What the exercise asks ▸
Across the data below, how many lines hold "GalleryReport"? Answer with that number and nothing else.

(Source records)
//! Gallery load report DTOs.

use crate::domain::entities::ImageSource;
use crate::domain::errors::CacheError;

/// Result of loading one gallery image.
#[derive(Debug, Clone, PartialEq, Eq)]
pub struct ImageOutcome {
    /// Requested URL.
    pub url: String,
    /// Tier and payload size, or the load error.
    pub result: Result<(ImageSource, usize), CacheError>,
}

/// Summary of one pass over a gallery.
#[derive(Debug, Clone, Default, PartialEq, Eq)]
pub struct GalleryReport {
    /// Per-image outcomes, in request order.
    pub outcomes: Vec<ImageOutcome>,
}

impl GalleryReport {
    /// Number of images served by `source`.
    #[must_use]
    pub fn count_from(&self, source: ImageSource) -> usize {
        self.outcomes
            .iter()
            .filter(|o| matches!(o.result, Ok((s, _)) if s == source))
            .count()
    }

    /// Number of images that failed to load.
    #[must_use]
    pub fn failed(&self) -> usize {
        self.outcomes.iter().filter(|o| o.result.is_err()).count()
    }

    /// Total bytes delivered.
    #[must_use]
    pub fn total_bytes(&self) -> usize {
        self.outcomes
            .iter()
            .filter_map(|o| o.result.as_ref().ok().map(|(_, size)| *size))
            .sum()
    }
}

impl std::fmt::Display for GalleryReport {
    fn fmt(&self, f: &mut std::fmt::Formatter<'_>) -> std::fmt::Result {
        write!(
            f,
            "{} images: {} memory, {} disk, {} network, {} failed ({} bytes)",
            self.outcomes.len(),
            self.count_from(ImageSource::MemoryCache),
            self.count_from(ImageSource::DiskCache),
            self.count_from(ImageSource::Network),
            self.failed(),
            self.total_bytes()
        )
    }
}
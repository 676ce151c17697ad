//! Port definition for the tiered image loader.

use async_trait::async_trait;

use crate::domain::entities::{CacheMode, LoadedImage};
use crate::domain::errors::CacheResult;

/// Port for loading images through the configured cache tiers.
#[async_trait]
pub trait ImageLoaderPort: Send + Sync {
    /// Loads an image, checking enabled caches first then the network.
    /// Returns the bytes with source information.
    async fn load_image(&self, url: &str) -> CacheResult<LoadedImage>;

    /// Clears the cache tiers enabled by the current mode.
    async fn clear_cache(&self) -> CacheResult<()>;

    /// Returns the active cache mode.
    fn cache_mode(&self) -> CacheMode;
}
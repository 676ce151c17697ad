mod image_cache_port;
mod image_fetch_port;
mod image_loader_port;

pub use image_cache_port::{DiskCachePort, MemoryCachePort};
pub use image_fetch_port::ImageFetchPort;
pub use image_loader_port::ImageLoaderPort;

#[cfg(test)]
pub use image_cache_port::{MockDiskCachePort, MockMemoryCachePort};
#[cfg(test)]
pub use image_fetch_port::MockImageFetchPort;
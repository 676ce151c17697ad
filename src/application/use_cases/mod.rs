//! Use case implementations.

mod load_gallery_use_case;

pub use load_gallery_use_case::LoadGalleryUseCase;
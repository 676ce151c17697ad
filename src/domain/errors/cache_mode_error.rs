//! Cache mode validation errors.

use thiserror::Error;

/// Raised when a configured cache mode does not map to a known tier set.
#[derive(Debug, Clone, PartialEq, Eq, Error)]
pub enum CacheModeError {
    /// A mode name that is not `none`, `memory` or `disk`.
    #[error("unknown cache mode '{0}' (expected none, memory or disk)")]
    UnknownName(String),

    /// A legacy numeric index outside `0..=2`.
    #[error("cache mode index {0} is out of range (expected 0, 1 or 2)")]
    IndexOutOfRange(i64),
}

Expected answer ▸
3